Father’s Day rolls around again, and I am brought back 50 years to the smell of spent cigars and sweaty T-shirts in the mid-June heat. We argued about those T-shirts often and rancorously, my father and I. He favored the sleeveless, white-cotton variety, which I thought looked ridiculous.
“Why don’t you wear the right T-shirts?” my father would ask, with genuine bafflement. “You’ll be a lot cooler in the summer!”
“I like colored T-shirts, with sleeves!” I’d shout back. “Leave me the hell alone!”

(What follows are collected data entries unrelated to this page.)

impl Value {
    #[must_use]
    pub fn string(s: impl Into<Rc<str>>) -> Self {
        Self::String(s.into())
    }

    #[must_use]
    pub fn slice(elements: Vec<Value>) -> Self {
        let elem_type = infer_elem_type(&elements);
        Self::Slice(Rc::new(elements), Rc::new(elem_type))
    }

    #[must_use]
    pub fn map(entries: SliceMap) -> Self {
        let key_type = TypeInfo::string();
        let val_type = infer_val_type(&entries);
        Self::Map(Rc::new(entries), Rc::new(key_type), Rc::new(val_type))
    }

    #[must_use]
    pub fn kind(&self) -> TypeKind {
        match self {
            Self::Nil => TypeKind::Nil,
            Self::Bool(_) => TypeKind::Bool,
            Self::Int(_) => TypeKind::Int,
            Self::Float(_) => TypeKind::Float,
            Self::String(_) => TypeKind::String,
            Self::Slice(..) => TypeKind::Slice,
            Self::Map(..) => TypeKind::Map,
            Self::Func(..) => TypeKind::Func,
            Self::Placeholder => TypeKind::Any,
        }
    }

    #[must_use]
    pub fn type_name(&self) -> &'static str {
        match self {
            Self::Nil => "nil",
            Self::Bool(_) => "bool",
            Self::Int(_) => "int",
            Self::Float(_) => "float",
            Self::String(_) => "string",
            Self::Slice(..) => "slice",
            Self::Map(..) => "map",
            Self::Func(..) => "func",
            Self::Placeholder => "placeholder",
        }
    }

    #[must_use]
    pub fn is_nil(&self) -> bool {
        matches!(self, Self::Nil)
    }

    /// Python/Go-style truthiness used by `if`-less constructs such as
    /// `filter`'s predicate result and `&&`/`||`/`!` operands (which the
    /// checker restricts to `bool`, but builtins accept any truthy value
    /// for the predicate thunk's result).
    #[must_use]
    pub fn truthy(&self) -> bool {
        match self {
            Self::Nil => false,
            Self::Bool(b) => *b,
            Self::Int(i) => *i != 0,
            Self::Float(f) => *f != 0.0,
            Self::String(s) => !s.is_empty(),
            Self::Slice(s, _) => !s.is_empty(),
            Self::Map(m, _, _) => !m.is_empty(),
            Self::Func(..) | Self::Placeholder => true,
        }
    }

    fn type_mismatch(op: &str, a: &Value, b: &Value) -> RunError {
        RunError::new(
            ErrorKind::TypeMismatch,
            None,
            format!("unsupported operand types for {op}: '{}' and '{}'", a.type_name(), b.type_name()),
        )
    }

    pub fn add(&self, other: &Value) -> Result<Value, RunError> {
        match (self, other) {
            (Value::Int(a), Value::Int(b)) => Ok(Value::Int(a.wrapping_add(*b))),
            (Value::Float(a), Value::Float(b)) => Ok(Value::Float(a + b)),
            (Value::Int(a), Value::Float(b)) => Ok(Value::Float(*a as f64 + b)),
            (Value::Float(a), Value::Int(b)) => Ok(Value::Float(a + *b as f64)),
            (Value::String(a), Value::String(b)) => {
                let mut s = String::with_capacity(a.len() + b.len());
                s.push_str(a);
                s.push_str(b);
                Ok(Value::string(s))
            }
            _ => Err(Self::type_mismatch("+", self, other)),
        }
    }

    pub fn sub(&self, other: &Value) -> Result<Value, RunError> {
        self.numeric_op(other, "-", |a, b| a.checked_sub(b).map(Value::Int).unwrap_or(Value::Float(a as f64 - b as f64)), |a, b| a - b)
    }

    pub fn mul(&self, other: &Value) -> Result<Value, RunError> {
        self.numeric_op(other, "*", |a, b| Value::Int(a.wrapping_mul(b)), |a, b| a * b)
    }

    pub fn div(&self, other: &Value) -> Result<Value, RunError> {
        if other.is_zero() {
            return Err(RunError::new(ErrorKind::DivisionByZero, None, "division by zero"));
        }
        self.numeric_op(
            other,
            "/",
            |a, b| {
                if a % b == 0 {
                    Value::Int(a / b)
                } else {
                    Value::Float(a as f64 / b as f64)
                }
            },
            |a, b| a / b,
        )
    }

    pub fn modulo(&self, other: &Value) -> Result<Value, RunError> {
        if other.is_zero() {
            return Err(RunError::new(ErrorKind::DivisionByZero, None, "modulo by zero"));
        }
        self.numeric_op(other, "%", |a, b| Value::Int(a.rem_euclid(b)), |a, b| a % b)
    }

    pub fn pow(&self, other: &Value) -> Result<Value, RunError> {
        match (self, other) {
            (Value::Int(a), Value::Int(b)) if *b >= 0 => Ok(Value::Int(a.pow(*b as u32))),
            _ => {
                let a = self.as_f64().ok_or_else(|| Self::type_mismatch("**", self, other))?;
                let b = other.as_f64().ok_or_else(|| Self::type_mismatch("**", self, other))?;
                Ok(Value::Float(a.powf(b)))
            }
        }
    }

    pub fn neg(&self) -> Result<Value, RunError> {
        match self {
            Value::Int(a) => Ok(Value::Int(-a)),
            Value::Float(a) => Ok(Value::Float(-a)),
            _ => Err(RunError::new(
                ErrorKind::TypeMismatch,
                None,
                format!("bad operand type for unary -: '{}'", self.type_name()),
            )),
        }
    }

    pub fn not(&self) -> Result<Value, RunError> {
        match self {
            Value::Bool(b) => Ok(Value::Bool(!b)),
            _ => Err(RunError::new(
                ErrorKind::TypeMismatch,
                None,
                format!("bad operand type for !: '{}'", self.type_name()),
            )),
        }
    }

    pub fn bit_not(&self) -> Result<Value, RunError> {
        match self {
            Value::Int(a) => Ok(Value::Int(!a)),
            _ => Err(RunError::new(
                ErrorKind::TypeMismatch,
                None,
                format!("bad operand type for ~: '{}'", self.type_name()),
            )),
        }
    }

    fn numeric_op(
        &self,
        other: &Value,
        op: &str,
        int_op: impl FnOnce(i64, i64) -> Value,
        float_op: impl FnOnce(f64, f64) -> Value,
    ) -> Result<Value, RunError> {
        match (self, other) {
            (Value::Int(a), Value::Int(b)) => Ok(int_op(*a, *b)),
            (Value::Float(a), Value::Float(b)) => Ok(float_op(*a, *b)),
            (Value::Int(a), Value::Float(b)) => Ok(float_op(*a as f64, *b)),
            (Value::Float(a), Value::Int(b)) => Ok(float_op(*a, *b as f64)),
            _ => Err(Self::type_mismatch(op, self, other)),
        }
    }

    fn is_zero(&self) -> bool {
        matches!(self, Value::Int(0)) || matches!(self, Value::Float(f) if *f == 0.0)
    }

    #[must_use]
    pub fn as_f64(&self) -> Option<f64> {
        match self {
            Value::Int(i) => Some(*i as f64),
            Value::Float(f) => Some(*f),
            _ => None,
        }
    }

    /// Applies an expected-result-type coercion after `run`/`eval` returns
    /// (§6.1: `AsInt|AsString|AsFloat|AsBool|AsAny`). Unlike the `ToInt`/
    /// `ToFloat`/`ToBool`/`ToString` opcodes (which this mirrors), this
    /// runs once at the public API boundary rather than mid-program.
    pub fn coerce(self, to: Coercion) -> Result<Value, RunError> {
        match to {
            Coercion::AsAny => Ok(self),
            Coercion::AsInt => match self {
                Value::Int(i) => Ok(Value::Int(i)),
                Value::Float(f) => Ok(Value::Int(f as i64)),
                Value::Bool(b) => Ok(Value::Int(i64::from(b))),
                Value::String(s) => s
                    .trim()
                    .parse::<i64>()
                    .map(Value::Int)
                    .map_err(|_| RunError::new(ErrorKind::TypeMismatch, None, format!("cannot coerce {s:?} to int"))),
                other => Err(RunError::new(ErrorKind::TypeMismatch, None, format!("cannot coerce '{}' to int", other.type_name()))),
            },
            Coercion::AsFloat => match self {
                Value::Float(f) => Ok(Value::Float(f)),
                Value::Int(i) => Ok(Value::Float(i as f64)),
                Value::Bool(b) => Ok(Value::Float(if b { 1.0 } else { 0.0 })),
                Value::String(s) => s
                    .trim()
                    .parse::<f64>()
                    .map(Value::Float)
                    .map_err(|_| RunError::new(ErrorKind::TypeMismatch, None, format!("cannot coerce {s:?} to float"))),
                other => Err(RunError::new(ErrorKind::TypeMismatch, None, format!("cannot coerce '{}' to float", other.type_name()))),
            },
            Coercion::AsBool => match &self {
                Value::String(s) => match s.to_lowercase().as_str() {
                    "true" => Ok(Value::Bool(true)),
                    "false" => Ok(Value::Bool(false)),
                    _ => Err(RunError::new(ErrorKind::TypeMismatch, None, format!("cannot coerce {s:?} to bool"))),
                },
                other => Ok(Value::Bool(other.truthy())),
            },
            Coercion::AsString => Ok(Value::string(self.to_string())),
        }
    }

    /// Structural equality per §3.1: same-variant structural equality,
    /// plus the two explicit cross-variant exceptions. This is what the
    /// `Equal`/`NotEqual` opcodes use, and what `contains`/`unique`/
    /// `groupBy` key comparisons use.
    #[must_use]
    pub fn value_eq(&self, other: &Value) -> bool {
        match (self, other) {
            (Value::Nil, Value::Nil) => true,
            (Value::Bool(a), Value::Bool(b)) => a == b,
            (Value::Int(a), Value::Int(b)) => a == b,
            (Value::Float(a), Value::Float(b)) => a == b,
            (Value::Int(a), Value::Float(b)) | (Value::Float(b), Value::Int(a)) => *a as f64 == *b,
            (Value::String(a), Value::String(b)) => a == b,
            (Value::Slice(a, _), Value::Slice(b, _)) => {
                a.len() == b.len() && a.iter().zip(b.iter()).all(|(x, y)| x.value_eq(y))
            }
            (Value::Map(a, _, _), Value::Map(b, _, _)) => {
                a.len() == b.len() && a.iter().all(|(k, v)| b.get(k).is_some_and(|bv| v.value_eq(bv)))
            }
            _ => false,
        }
    }

    /// Ordering for `GreaterThan`/`GreaterEqual`. Numeric pairs use
    /// promotion; strings compare lexicographically; anything else is a
    /// `TypeMismatch`.
    pub fn compare(&self, other: &Value) -> Result<Ordering, RunError> {
        match (self, other) {
            (Value::Int(a), Value::Int(b)) => Ok(a.cmp(b)),
            (Value::String(a), Value::String(b)) => Ok(a.cmp(b)),
            _ => match (self.as_f64(), other.as_f64()) {
                (Some(a), Some(b)) => a.partial_cmp(&b).ok_or_else(|| Self::type_mismatch("compare", self, other)),
                _ => Err(Self::type_mismatch("compare", self, other)),
            },
        }
    }
}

I was 14, and anything but the son my father would have chosen. He was a natural athlete who loved nothing better than starting up a softball game with the kids at Kibbe Park, who knew him simply as “Jake.” He liked crooning along with “Dean Martin Sings Parisian,” channeling Groucho Marx (“I hate to be Russian, but I Mos-cow…”) and downing a cold glass of Genesee Beer with a few slices of pepperoni.
I was a studious nerd, given to spouting verses from Dylan Thomas and listening to Simon and Garfunkle, alone in my room. I hated almost anything connected with sports and, as my classmates frequently pointed out on the baseball diamond, I threw “like a girl.” On some level, I probably sensed that the arguments my father and I had over T-shirts were really about the kind of kid I was, and the kind he wanted me to be.